Comment impliquer les familles en orthophonie ? 8 pistes concrètes pour une approche collaborative

L’implication des familles est aujourd’hui reconnue comme un levier essentiel en orthophonie, notamment dans une approche centrée sur les besoins de la personne et de son environnement.

Mais dans la réalité, impliquer les parents (ou les proches) n’est pas toujours simple.

Manque de temps, fatigue, contraintes du quotidien, incompréhension des objectifs… les freins sont nombreux.

Alors comment favoriser une implication réelle, adaptée et durable ?

Voici 8 pistes concrètes pour soutenir l’engagement des familles dans le suivi orthophonique.


1. Énoncer un cadre clair dès le premier contact

Dès le début, il est essentiel de poser un cadre.

Certains éléments peuvent être non négociables :

  • conditions d’annulation
  • organisation du cabinet
  • modalités de travail
  • outils utilisés

Les expliciter permet à la famille de comprendre :
👉 comment fonctionne le suivi
👉 ce qui est attendu
👉 et si cela lui convient

C’est une première étape vers une collaboration éclairée.


2. Clarifier les objectifs dès le bilan

Le bilan est un moment clé pour co-construire le suivi.

On peut y aborder :

  • les objectifs à court, moyen et long terme
  • les priorités
  • les moyens à mettre en place
  • le temps et l’énergie que la famille peut y consacrer

👉 L’idée est de rendre explicite ce qui est attendu de la thérapie.


3. Discuter des modalités d’intervention

Il existe de nombreuses façons d’accompagner un enfant et sa famille.

Il est important de présenter :

  • la fréquence et la durée des séances
  • le nombre de séances
  • les horaires (fixes ou flexibles)
  • la présence ou non du parent
  • les modalités (direct, indirect, guidance parentale…)
  • l’utilisation possible du vidéo-feedback

👉 En expliquant les avantages et les limites de chaque option, on permet à la famille de faire des choix éclairés.


4. S’adapter aux contraintes de la famille

Dans une démarche EBP, le pilier “patient” implique de prendre en compte la réalité de la famille.

Cela inclut :

  • l’environnement
  • la motivation
  • le niveau de stress
  • la tolérance au changement
  • le temps disponible
  • les contraintes financières

👉 L’implication demandée doit être réaliste.


5. Décomposer les objectifs en micro-objectifs

Des objectifs trop larges peuvent être décourageants.

Les découper en petites étapes permet :

  • de rendre les actions accessibles
  • de maintenir la motivation
  • de valoriser les progrès

👉 C’est aussi une manière de multiplier les réussites.


6. Donner des exemples concrets du quotidien

Les familles ont besoin de repères pratiques.

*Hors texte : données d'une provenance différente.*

//! Column selection for partial (PATCH) updates
//!
//! A selection names columns by header or by A1 letters/ranges, e.g.
//! `B:D,status`. Only columns with a valid header are selectable; payloads
//! built from a selection always keep the populated identifying properties so
//! the portal can resolve the target object.

use std::collections::BTreeSet;

use anyhow::{Result, bail};
use once_cell::sync::Lazy;
use regex::Regex;

use crate::api::Profile;
use crate::sheet::columns::parse_column_letters;
use crate::sheet::{HEADER_ROW, Sheet, is_commented};

use super::mapper::{RowObject, identifying_subset};

static COLUMN_RANGE: Lazy<Regex> =
    Lazy::new(|| Regex::new(r"^([A-Za-z]{1,3})(?::([A-Za-z]{1,3}))?$").expect("valid regex"));

/// A selected column and its header property
#[derive(Debug, Clone, PartialEq, Eq)]
pub struct SelectedColumn {
    pub col: usize,
    pub header_prop: String,
}

/// Set of selected 1-based column indices
#[derive(Debug, Clone, Default, PartialEq, Eq)]
pub struct ColumnSelection(BTreeSet<usize>);

impl ColumnSelection {
    pub fn from_columns(cols: impl IntoIterator<Item = usize>) -> Self {
        Self(cols.into_iter().collect())
    }

    /// Parse a comma-separated selection. Header names take precedence over
    /// A1 letters, so a property called `ab` selects its own column.
    pub fn parse(spec: &str, sheet: &Sheet) -> Result<Self> {
        let mut cols = BTreeSet::new();
        for part in spec.split(',').map(str::trim).filter(|p| !p.is_empty()) {
            if let Some(col) = sheet.find_column_by_header(part) {
                cols.insert(col);
                continue;
            }
            let Some(caps) = COLUMN_RANGE.captures(part) else {
                bail!("'{}' is neither a header name nor a column range", part);
            };
            let first = caps.get(1).and_then(|m| parse_column_letters(m.as_str()));
            let last = caps
                .get(2)
                .and_then(|m| parse_column_letters(m.as_str()))
                .or(first);
            match (first, last) {
                (Some(a), Some(b)) => cols.extend(a.min(b)..=a.max(b)),
                _ => bail!("Invalid column range '{}'", part),
            }
        }
        Ok(Self(cols))
    }

    pub fn columns(&self) -> impl Iterator<Item = usize> + '_ {
        self.0.iter().copied()
    }
}

/// Selected columns with a valid header, excluding commented ones unless asked
pub fn get_selected_columns(
    sheet: &Sheet,
    selection: &ColumnSelection,
    keep_commented_props: bool,
) -> Vec<SelectedColumn> {
    selection
        .columns()
        .filter_map(|col| {
            let header = sheet.cell(HEADER_ROW, col).trim();
            if header.is_empty() || (is_commented(header) && !keep_commented_props) {
                return None;
            }
            Some(SelectedColumn {
                col,
                header_prop: header.to_string(),
            })
        })
        .collect()
}

/// Restrict a row object to the selected properties plus every populated
/// identifying property. Identifying properties come first.
pub fn restrict_to_selected(
    object: &RowObject,
    selected: &[SelectedColumn],
    profile: &Profile,
) -> RowObject {
    let mut restricted = identifying_subset(object, profile);
    for column in selected {
        // Row objects are keyed by property name, not by the header's spelling
        let key = profile
            .resolve_header(&column.header_prop)
            .map_or(column.header_prop.as_str(), |spec| spec.name.as_str());
        if let Some(value) = object.get(key) {
            restricted.insert(key.to_string(), value.clone());
        }
    }
    restricted
}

Proposer des stratégies applicables dans les situations réelles :

  • au moment du repas
  • pendant le bain
  • en voiture
  • lors des devoirs
  • pendant le jeu
  • en sortie

👉 Cela facilite la généralisation et l’appropriation.


7. Utiliser le support vidéo

Le vidéo-feedback est un outil particulièrement pertinent.

Il permet :

  • d’observer les interactions parent-enfant
  • d’analyser finement ce qui se passe
  • de valoriser les compétences déjà présentes
  • de proposer des ajustements concrets

👉 C’est une approche écologique et très parlante pour les familles.


8. Rester flexible et bienveillant·e

Toutes les familles ne peuvent pas s’impliquer de la même manière.

Et c’est normal.

Le rôle de l’orthophoniste n’est pas de juger, mais de :

  • soutenir
  • encourager
  • ajuster les attentes
  • différer si nécessaire

👉 L’objectif est de construire ensemble, au rythme de chacun.


Conclusion

Impliquer les familles ne signifie pas leur demander “plus”.

C’est plutôt :
👉 leur proposer une place
👉 adapter notre accompagnement
👉 et construire une collaboration réaliste et respectueuse

C’est aussi accepter que cette implication puisse évoluer dans le temps.